* _Problem description_:
Print all the records exactly as they stand.

* _Input data_:
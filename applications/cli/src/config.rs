/// CLI configuration
use crate::error::{CliError, Result};
use cadence_playback::PlaybackConfig;
use serde::{Deserialize, Serialize};
use std::path::{Path, PathBuf};

/// Default config file looked up in the working directory
pub const DEFAULT_CONFIG_FILE: &str = "cadence.toml";

/// Environment variable prefix (`CADENCE_SIMULATION__TICK_INTERVAL_MS=...`)
pub const ENV_PREFIX: &str = "CADENCE";

#[derive(Debug, Clone, Default, Deserialize, Serialize)]
pub struct CliConfig {
    #[serde(default)]
    pub playback: PlaybackConfig,

    #[serde(default)]
    pub logging: LoggingSettings,

    #[serde(default)]
    pub simulation: SimulationSettings,
}

#[derive(Debug, Clone, Default, Deserialize, Serialize)]
pub struct LoggingSettings {
    /// `EnvFilter` directives used when `RUST_LOG` is unset
    #[serde(default)]
    pub filter: Option<String>,
}

#[derive(Debug, Clone, Deserialize, Serialize)]
pub struct SimulationSettings {
    /// How long every simulated track plays
    #[serde(default = "default_track_length_ms")]
    pub track_length_ms: u64,

    /// Interval between transport ticks
    #[serde(default = "default_tick_interval_ms")]
    pub tick_interval_ms: u64,
}

impl Default for SimulationSettings {
    fn default() -> Self {
        Self {
            track_length_ms: default_track_length_ms(),
            tick_interval_ms: default_tick_interval_ms(),
        }
    }
}

impl CliConfig {
    /// Load configuration from file and environment
    ///
    /// An explicit `path` must exist; otherwise `cadence.toml` is used when
    /// present.
    pub fn load(path: Option<&Path>) -> Result<Self> {
        Self::load_with_prefix(path, ENV_PREFIX)
    }

    /// Same as [`CliConfig::load`] with a custom environment prefix
    pub fn load_with_prefix(path: Option<&Path>, env_prefix: &str) -> Result<Self> {
        let mut settings = config::Config::builder();

        match path {
            Some(path) => {
                settings = settings.add_source(config::File::from(path.to_path_buf()));
            }
            None => {
                let default_path = PathBuf::from(DEFAULT_CONFIG_FILE);
                if default_path.exists() {
                    settings = settings.add_source(config::File::from(default_path));
                }
            }
        }

        // Override with environment variables (prefixed with CADENCE_)
        settings = settings.add_source(
            config::Environment::with_prefix(env_prefix)
                .prefix_separator("_")
                .separator("__")
                .try_parsing(true),
        );

        let config = settings.build()?;
        Ok(config.try_deserialize()?)
    }

    /// Validate configuration
    pub fn validate(&self) -> Result<()> {
        if self.simulation.tick_interval_ms == 0 {
            return Err(CliError::Config(
                "simulation.tick_interval_ms must be greater than zero".to_string(),
            ));
        }

        if self.simulation.track_length_ms == 0 {
            return Err(CliError::Config(
                "simulation.track_length_ms must be greater than zero".to_string(),
            ));
        }

        if !(0.0..=1.0).contains(&self.playback.volume) {
            return Err(CliError::Config(format!(
                "playback.volume must be between 0.0 and 1.0 (got {})",
                self.playback.volume
            )));
        }

        Ok(())
    }

    /// Filter directives from the config file, or `cadence=info`
    ///
    /// `RUST_LOG` still takes precedence when the subscriber is built.
    pub fn log_filter(&self) -> String {
        self.logging
            .filter
            .clone()
            .unwrap_or_else(|| "cadence=info".to_string())
    }
}

// Default values
fn default_track_length_ms() -> u64 {
    5_000
}

fn default_tick_interval_ms() -> u64 {
    250
}

#[cfg(test)]
mod tests {
    use super::*;
    use cadence_playback::RepeatMode;
    use std::io::Write;

    #[test]
    fn defaults_are_valid() {
        let config = CliConfig::default();
        assert!(config.validate().is_ok());
        assert_eq!(config.simulation.tick_interval_ms, 250);
        assert_eq!(config.log_filter(), "cadence=info");
    }

    #[test]
    fn loads_from_file() {
        let mut file = tempfile::Builder::new().suffix(".toml").tempfile().unwrap();
        writeln!(
            file,
            r#"
[playback]
volume = 0.5
repeat = "all"
shuffle = true

[logging]
filter = "cadence_playback=debug"

[simulation]
track_length_ms = 1000
"#
        )
        .unwrap();

        let config = CliConfig::load_with_prefix(Some(file.path()), "CADENCE_TEST_FILE").unwrap();

        assert_eq!(config.playback.volume, 0.5);
        assert_eq!(config.playback.repeat, RepeatMode::All);
        assert!(config.playback.shuffle);
        assert_eq!(config.simulation.track_length_ms, 1000);
        assert_eq!(config.simulation.tick_interval_ms, 250);
        assert_eq!(config.log_filter(), "cadence_playback=debug");
    }

    #[test]
    fn environment_overrides_file() {
        let mut file = tempfile::Builder::new().suffix(".toml").tempfile().unwrap();
        writeln!(file, "[simulation]\ntick_interval_ms = 100").unwrap();

        std::env::set_var("CADENCE_TEST_ENV_SIMULATION__TICK_INTERVAL_MS", "40");
        let config = CliConfig::load_with_prefix(Some(file.path()), "CADENCE_TEST_ENV").unwrap();
        std::env::remove_var("CADENCE_TEST_ENV_SIMULATION__TICK_INTERVAL_MS");

        assert_eq!(config.simulation.tick_interval_ms, 40);
    }

    #[test]
    fn missing_explicit_file_is_an_error() {
        let result = CliConfig::load_with_prefix(
            Some(Path::new("/nonexistent/cadence.toml")),
            "CADENCE_TEST_MISSING",
        );
        assert!(matches!(result, Err(CliError::Config(_))));
    }

    #[test]
    fn validate_rejects_bad_values() {
        let mut config = CliConfig::default();
        config.simulation.tick_interval_ms = 0;
        assert!(config.validate().is_err());

        let mut config = CliConfig::default();
        config.simulation.track_length_ms = 0;
        assert!(config.validate().is_err());

        let mut config = CliConfig::default();
        config.playback.volume = 1.5;
        assert!(config.validate().is_err());
    }
}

* _Problem solution_:
filename applications/cli/src/config.rs
/// CLI configuration
use crate::error::{CliError, Result};
use cadence_playback::PlaybackConfig;
use serde::{Deserialize, Serialize};
use std::path::{Path, PathBuf};

/// Default config file looked up in the working directory
pub const DEFAULT_CONFIG_FILE: &str = "cadence.toml";

/// Environment variable prefix (`CADENCE_SIMULATION__TICK_INTERVAL_MS=...`)
pub const ENV_PREFIX: &str = "CADENCE";

#[derive(Debug, Clone, Default, Deserialize, Serialize)]
pub struct CliConfig {
    #[serde(default)]
    pub playback: PlaybackConfig,

    #[serde(default)]
    pub logging: LoggingSettings,

    #[serde(default)]
    pub simulation: SimulationSettings,
}

#[derive(Debug, Clone, Default, Deserialize, Serialize)]
pub struct LoggingSettings {
    /// `EnvFilter` directives used when `RUST_LOG` is unset
    #[serde(default)]
    pub filter: Option<String>,
}

#[derive(Debug, Clone, Deserialize, Serialize)]
pub struct SimulationSettings {
    /// How long every simulated track plays
    #[serde(default = "default_track_length_ms")]
    pub track_length_ms: u64,

    /// Interval between transport ticks
    #[serde(default = "default_tick_interval_ms")]
    pub tick_interval_ms: u64,
}

impl Default for SimulationSettings {
    fn default() -> Self {
        Self {
            track_length_ms: default_track_length_ms(),
            tick_interval_ms: default_tick_interval_ms(),
        }
    }
}

impl CliConfig {
    /// Load configuration from file and environment
    ///
    /// An explicit `path` must exist; otherwise `cadence.toml` is used when
    /// present.
    pub fn load(path: Option<&Path>) -> Result<Self> {
        Self::load_with_prefix(path, ENV_PREFIX)
    }

    /// Same as [`CliConfig::load`] with a custom environment prefix
    pub fn load_with_prefix(path: Option<&Path>, env_prefix: &str) -> Result<Self> {
        let mut settings = config::Config::builder();

        match path {
            Some(path) => {
                settings = settings.add_source(config::File::from(path.to_path_buf()));
            }
            None => {
                let default_path = PathBuf::from(DEFAULT_CONFIG_FILE);
                if default_path.exists() {
                    settings = settings.add_source(config::File::from(default_path));
                }
            }
        }

        // Override with environment variables (prefixed with CADENCE_)
        settings = settings.add_source(
            config::Environment::with_prefix(env_prefix)
                .prefix_separator("_")
                .separator("__")
                .try_parsing(true),
        );

        let config = settings.build()?;
        Ok(config.try_deserialize()?)
    }

    /// Validate configuration
    pub fn validate(&self) -> Result<()> {
        if self.simulation.tick_interval_ms == 0 {
            return Err(CliError::Config(
                "simulation.tick_interval_ms must be greater than zero".to_string(),
            ));
        }

        if self.simulation.track_length_ms == 0 {
            return Err(CliError::Config(
                "simulation.track_length_ms must be greater than zero".to_string(),
            ));
        }

        if !(0.0..=1.0).contains(&self.playback.volume) {
            return Err(CliError::Config(format!(
                "playback.volume must be between 0.0 and 1.0 (got {})",
                self.playback.volume
            )));
        }

        Ok(())
    }

    /// Filter directives from the config file, or `cadence=info`
    ///
    /// `RUST_LOG` still takes precedence when the subscriber is built.
    pub fn log_filter(&self) -> String {
        self.logging
            .filter
            .clone()
            .unwrap_or_else(|| "cadence=info".to_string())
    }
}

// Default values
fn default_track_length_ms() -> u64 {
    5_000
}

fn default_tick_interval_ms() -> u64 {
    250
}

#[cfg(test)]
mod tests {
    use super::*;
    use cadence_playback::RepeatMode;
    use std::io::Write;

    #[test]
    fn defaults_are_valid() {
        let config = CliConfig::default();
        assert!(config.validate().is_ok());
        assert_eq!(config.simulation.tick_interval_ms, 250);
        assert_eq!(config.log_filter(), "cadence=info");
    }

    #[test]
    fn loads_from_file() {
        let mut file = tempfile::Builder::new().suffix(".toml").tempfile().unwrap();
        writeln!(
            file,
            r#"
[playback]
volume = 0.5
repeat = "all"
shuffle = true

[logging]
filter = "cadence_playback=debug"

[simulation]
track_length_ms = 1000
"#
        )
        .unwrap();

        let config = CliConfig::load_with_prefix(Some(file.path()), "CADENCE_TEST_FILE").unwrap();

        assert_eq!(config.playback.volume, 0.5);
        assert_eq!(config.playback.repeat, RepeatMode::All);
        assert!(config.playback.shuffle);
        assert_eq!(config.simulation.track_length_ms, 1000);
        assert_eq!(config.simulation.tick_interval_ms, 250);
        assert_eq!(config.log_filter(), "cadence_playback=debug");
    }

    #[test]
    fn environment_overrides_file() {
        let mut file = tempfile::Builder::new().suffix(".toml").tempfile().unwrap();
        writeln!(file, "[simulation]\ntick_interval_ms = 100").unwrap();

        std::env::set_var("CADENCE_TEST_ENV_SIMULATION__TICK_INTERVAL_MS", "40");
        let config = CliConfig::load_with_prefix(Some(file.path()), "CADENCE_TEST_ENV").unwrap();
        std::env::remove_var("CADENCE_TEST_ENV_SIMULATION__TICK_INTERVAL_MS");

        assert_eq!(config.simulation.tick_interval_ms, 40);
    }

    #[test]
    fn missing_explicit_file_is_an_error() {
        let result = CliConfig::load_with_prefix(
            Some(Path::new("/nonexistent/cadence.toml")),
            "CADENCE_TEST_MISSING",
        );
        assert!(matches!(result, Err(CliError::Config(_))));
    }

    #[test]
    fn validate_rejects_bad_values() {
        let mut config = CliConfig::default();
        config.simulation.tick_interval_ms = 0;
        assert!(config.validate().is_err());

        let mut config = CliConfig::default();
        config.simulation.track_length_ms = 0;
        assert!(config.validate().is_err());

        let mut config = CliConfig::default();
        config.playback.volume = 1.5;
        assert!(config.validate().is_err());
    }
}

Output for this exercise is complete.